Затем читаю вторую радиограмму:
«Отто, мы получили вашу телеграмму, переданную с помощью наших друзей. Будем надеяться, что ситуация улучшится. Считаем необходимым для обеспечения вашей безопасности прервать с вами связь до нового распоряжения. Свяжитесь с нами напрямую. Пошлем вам подробные директивы, касающиеся работы вашей сети в будущем. Директор»82.
Я не скрывал своей радости. Все наши труды и старания были вознаграждены. Инициатива в «Большой игре» переходила в руки Красной Армии. Настал час реванша!
Гиринг тоже сиял.
— Отлично! — воскликнул он. — Просто отлично! Теперь мы видим, что Центр действительно доверяет нам!
Примерно тогда же моя жена, эвакуированная с детьми в Сибирь, получила от руководства Центра следующую телеграмму: «Ваш муж — герой. Он работает для победы нашей Родины». Телеграмма была подписана полковником Эпштейном, майором Поляковой, майором Леонтьевым.
Про ад невозможно рассказать. В нем живут. Хорошо, коли удается пережить его и выжить, но чаще всего в нем остаются навеки. В аду страдают всегда. Люди, не испытавшие ужасов гестапо, не могут вообразить их себе. Но никакое воображение не может подняться до уровня кошмара, возведенного в систему. Для выживших членов «Красного оркестра», людей, так сказать, вознесшихся из преисподней, остались одни лишь воспоминания об истязаемой плоти, и часто, по ночам, эти воспоминания вырывают их из удушливого сна. А колесо истории продолжает вертеться, и на человечество обрушиваются все новые кровавые преступления, геноцид и пытки. Кровь высыхает скорее, чем типографская краска на первой полосе газет. Из памяти людской уходят грохот и ярость этой войны. Больше того, иной раз ее изображают чуть ли не в виде какого-то пикника на идиллической природе. В литературе, на телеэкранах и в кино позорнейшие вещи приобретают совершенно невинный вид, дабы ни в коем случае не оскорбить чью-то невинность и добродетель. Военные преступники нежатся на солнце у плавательных бассейнов и чокаются друг с другом в память «прекрасного времени».
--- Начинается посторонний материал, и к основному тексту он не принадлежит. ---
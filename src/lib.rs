pub mod config;
pub mod core;
pub mod domain;
pub mod shell;
pub mod utils;

#[cfg(feature = "cli")]
pub use config::CliConfig;

pub use config::{toml_config::ShellConfig, DisplayFormat};
pub use core::store::JobStore;
pub use domain::model::{ClearTarget, Company, Job, JobUpdate, Listing};
pub use shell::Shell;
pub use utils::error::{JobBoardError, Result};
use thiserror::Error;

/// A failure fetching one city's listings. Always isolated to that city.
#[derive(Error, Debug)]
pub enum SourceError {
    #[error("Network error: {0}")]
    Network(String),
    #[error("Blocked by site: {0}")]
    Blocked(String),
    #[error("HTML parse error: {0}")]
    HtmlParse(String),
    #[error("Unexpected data shape: {0}")]
    UnexpectedShape(String),
    #[error("Source panicked: {0}")]
    Panicked(String),
    #[error("Recording error: {0}")]
    Recording(String),
    #[error("CSV error: {0}")]
    Csv(#[from] csv::Error),
}
use crate::domain::RawListing;
use crate::scraper::{ListingSource, SourceError};
use std::collections::HashMap;
use std::fs;
use std::path::{Path, PathBuf};

pub fn raw_listing(mls: &str, price: &str, address: &str) -> RawListing {
    RawListing {
        mls_number: Some(mls.to_string()),
        price: Some(price.to_string()),
        address: Some(address.to_string()),
        beds: Some("3".to_string()),
        baths: Some("2".to_string()),
        sqft: Some("1,500".to_string()),
        ..Default::default()
    }
}

/// In-memory source keyed by city. Cities listed in `failing` return a
/// network error; unknown cities return no rows.
#[derive(Default)]
pub struct MemorySource {
    pub listings: HashMap<String, Vec<RawListing>>,
    pub failing: Vec<String>,
}

impl MemorySource {
    pub fn with_city(mut self, city: &str, listings: Vec<RawListing>) -> Self {
        self.listings.insert(city.to_string(), listings);
        self
    }

    pub fn failing(mut self, city: &str) -> Self {
        self.failing.push(city.to_string());
        self
    }
}

impl ListingSource for MemorySource {
    fn fetch(&self, city: &str, limit: usize) -> Result<Vec<RawListing>, SourceError> {
        if self.failing.iter().any(|c| c == city) {
            return Err(SourceError::Network(format!("connection reset for {city}")));
        }
        Ok(self
            .listings
            .get(city)
            .map(|rows| rows.iter().take(limit).cloned().collect())
            .unwrap_or_default())
    }
}

/// Writes `contents` to `dir/name` and returns the path.
pub fn write_file(dir: &Path, name: &str, contents: &str) -> PathBuf {
    let path = dir.join(name);
    fs::write(&path, contents).unwrap_or_else(|e| panic!("writing {}: {e}", path.display()));
    path
}
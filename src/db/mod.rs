pub mod connection;
pub mod listings;

pub use connection::Database;
pub use listings::{count_rows, save_listings, SqliteSink};
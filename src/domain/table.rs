// src/domain/table.rs

use super::listing::COLUMNS;

/// An ordered, city-tagged set of listing rows produced by one pipeline run.
#[derive(Debug, Clone, PartialEq)]
pub struct ListingTable<R> {
    rows: Vec<R>,
}

impl<R> ListingTable<R> {
    pub fn new(rows: Vec<R>) -> Self {
        Self { rows }
    }

    pub fn empty() -> Self {
        Self { rows: Vec::new() }
    }

    pub fn columns(&self) -> &'static [&'static str] {
        &COLUMNS
    }

    pub fn rows(&self) -> &[R] {
        &self.rows
    }

    pub fn into_rows(self) -> Vec<R> {
        self.rows
    }

    pub fn len(&self) -> usize {
        self.rows.len()
    }

    pub fn is_empty(&self) -> bool {
        self.rows.is_empty()
    }

    /// (rows, columns), like a dataframe shape.
    pub fn shape(&self) -> (usize, usize) {
        (self.rows.len(), COLUMNS.len())
    }

    pub fn iter(&self) -> std::slice::Iter<'_, R> {
        self.rows.iter()
    }

    pub fn head(&self, n: usize) -> &[R] {
        &self.rows[..n.min(self.rows.len())]
    }

    /// Appends `other` below `self`, row-wise.
    pub fn concat(mut self, other: ListingTable<R>) -> Self {
        self.rows.extend(other.rows);
        self
    }
}

impl<R> Default for ListingTable<R> {
    fn default() -> Self {
        Self::empty()
    }
}

impl<R> From<Vec<R>> for ListingTable<R> {
    fn from(rows: Vec<R>) -> Self {
        Self::new(rows)
    }
}

impl<R> FromIterator<R> for ListingTable<R> {
    fn from_iter<I: IntoIterator<Item = R>>(iter: I) -> Self {
        Self::new(iter.into_iter().collect())
    }
}

impl<R> IntoIterator for ListingTable<R> {
    type Item = R;
    type IntoIter = std::vec::IntoIter<R>;

    fn into_iter(self) -> Self::IntoIter {
        self.rows.into_iter()
    }
}

impl<'a, R> IntoIterator for &'a ListingTable<R> {
    type Item = &'a R;
    type IntoIter = std::slice::Iter<'a, R>;

    fn into_iter(self) -> Self::IntoIter {
        self.rows.iter()
    }
}
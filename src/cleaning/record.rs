// src/cleaning/record.rs

use super::fields::{
    clean_address, clean_agent, clean_city, clean_garage, clean_lot_size, clean_numeric_field,
    clean_price, clean_year_built,
};
use crate::domain::{Listing, ListingTable, RawListing};

/// Converts one raw listing into its typed form. Unparseable fields become
/// `None`; the row itself is always kept.
pub fn clean_listing(raw: &RawListing) -> Listing {
    Listing {
        mls_number: raw
            .mls_number
            .as_deref()
            .map(str::trim)
            .filter(|s| !s.is_empty())
            .map(str::to_string),
        price: clean_price(raw.price.as_deref()),
        address: clean_address(raw.address.as_deref()),
        beds: clean_numeric_field(raw.beds.as_deref()),
        baths: clean_numeric_field(raw.baths.as_deref()),
        sqft: clean_numeric_field(raw.sqft.as_deref()),
        year_built: clean_year_built(raw.year_built.as_deref()),
        lot_size: clean_lot_size(raw.lot_size.as_deref()),
        garage: clean_garage(raw.garage.as_deref()),
        agent: clean_agent(raw.agent.as_deref()),
        city: clean_city(raw.city.as_deref()),
    }
}

/// Applies every field normalizer to every row. Same row count, same order.
pub fn clean_housing_data(table: &ListingTable<RawListing>) -> ListingTable<Listing> {
    table.iter().map(clean_listing).collect()
}
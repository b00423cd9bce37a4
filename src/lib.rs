pub mod cities;
pub mod cleaning;
pub mod config;
pub mod db;
pub mod domain;
pub mod errors;
pub mod fetch;
pub mod output;
pub mod pipeline;
pub mod scraper;
pub mod spreadsheets;
pub mod summary;

pub use config::Config;
pub use domain::{Listing, ListingTable, RawListing, COLUMNS};
pub use errors::{Error, Result};
pub use fetch::{get_data, CityFailure, FetchOutcome, FetchRequest};
pub use output::{Emitted, Output};
pub use pipeline::{cleaned_static_data, data_no_scrape, Pipeline};

#[cfg(test)]
mod tests;
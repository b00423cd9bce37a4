// src/cleaning/sanitize.rs

use super::fields::is_missing;
use crate::domain::{Listing, ListingTable};
use std::collections::HashSet;
use tracing::debug;

/// Identity used to spot repeated listings.
///
/// Rows with an MLS number are keyed on (mls, address). Rows without one fall
/// back to their content. A row with an MLS number never matches one without,
/// since the two variants never compare equal.
#[derive(Debug, PartialEq, Eq, Hash)]
enum DuplicateKey {
    Mls {
        mls_number: String,
        address: Option<String>,
    },
    Content {
        address: Option<String>,
        price: Option<u64>,
        beds: Option<u64>,
        baths: Option<u64>,
        sqft: Option<u64>,
    },
}

fn float_key(value: Option<f64>) -> Option<u64> {
    value.map(f64::to_bits)
}

impl DuplicateKey {
    fn of(listing: &Listing) -> Self {
        let mls_number = listing
            .mls_number
            .as_deref()
            .filter(|mls| !is_missing(Some(*mls)));
        match mls_number {
            Some(mls_number) => DuplicateKey::Mls {
                mls_number: mls_number.to_string(),
                address: listing.address.clone(),
            },
            None => DuplicateKey::Content {
                address: listing.address.clone(),
                price: float_key(listing.price),
                beds: float_key(listing.beds),
                baths: float_key(listing.baths),
                sqft: float_key(listing.sqft),
            },
        }
    }
}

/// Keeps the first occurrence of each listing, in input order.
pub fn remove_duplicates(table: ListingTable<Listing>) -> ListingTable<Listing> {
    let mut seen = HashSet::new();
    let before = table.len();

    let kept: ListingTable<Listing> = table
        .into_iter()
        .filter(|listing| seen.insert(DuplicateKey::of(listing)))
        .collect();

    debug!("Removed {} duplicate listings", before - kept.len());
    kept
}

/// A row is worth keeping when it has a price, an address and at least one
/// size signal.
pub fn is_valid_entry(listing: &Listing) -> bool {
    let has_size = listing.beds.is_some() || listing.baths.is_some() || listing.sqft.is_some();
    listing.price.is_some() && !is_missing(listing.address.as_deref()) && has_size
}

/// Drops rows lacking a price, an address, or every one of beds/baths/sqft.
pub fn remove_invalid_entries(table: ListingTable<Listing>) -> ListingTable<Listing> {
    let before = table.len();

    let kept: ListingTable<Listing> = table.into_iter().filter(is_valid_entry).collect();

    debug!("Removed {} invalid listings", before - kept.len());
    kept
}

#[derive(Debug, Clone, Copy, Default, PartialEq, Eq)]
pub struct SanitizeReport {
    pub input_rows: usize,
    pub duplicates_removed: usize,
    pub invalid_removed: usize,
}

impl SanitizeReport {
    pub fn output_rows(&self) -> usize {
        self.input_rows - self.duplicates_removed - self.invalid_removed
    }
}

/// Deduplicates, then filters invalid rows.
pub fn sanitize(table: ListingTable<Listing>) -> (ListingTable<Listing>, SanitizeReport) {
    let input_rows = table.len();
    let deduplicated = remove_duplicates(table);
    let after_dedup = deduplicated.len();
    let valid = remove_invalid_entries(deduplicated);

    let report = SanitizeReport {
        input_rows,
        duplicates_removed: input_rows - after_dedup,
        invalid_removed: after_dedup - valid.len(),
    };
    (valid, report)
}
Сегодня в мире немало людей, выступающих в роли адвокатов звериного нацизма, сознательно или неосознанно обеляющих коричневую чуму. Историки и кинорежиссеры совлекают с гестаповского Мюллера или Карла Гиринга, Паннвица и Райзера окровавленные передники живодеров и надевают на них джентльменские рединготы. Белые перчатки словно бы скрывают от наших глаз дубинки, которыми избивали, уродовали, калечили. «Чего ж вы хотите, — восклицают эти добросердечные люди, — ведь в те годы высокопоставленные функционеры и чиновники, военные или специалисты по контрразведке не могли не подчиняться определенным приказам!» Верные служители третьей империи, они повиновались десяти заповедям преступления! Теперь нам их расписывают как этаких степенных, уравновешенных граждан, которые ежедневно спокойно и размеренно выполняли все свои задачи. Кроме одной! Той, в которой они превзошли самих себя, — задачи кровавых палачей, истязающих в подвалах агонизирующих мучеников. Простые исполнители, они попросту «исполняли». Сегодня их реабилитируют. Расспросите уцелевших товарищей из «Красного оркестра», пусть поведают вам о пережитом. Их рассказы быстро перенесут вас на столетия назад… Когда же были эти самые «средние» века? Да всего лишь тридцать лет назад, и «джентльмены» из гестапо чувствовали себя в этом «средневековье» как нельзя лучше. А что до заключенных, то страшные семь букв — ГЕСТАПО — навсегда врезались в их плоть и память.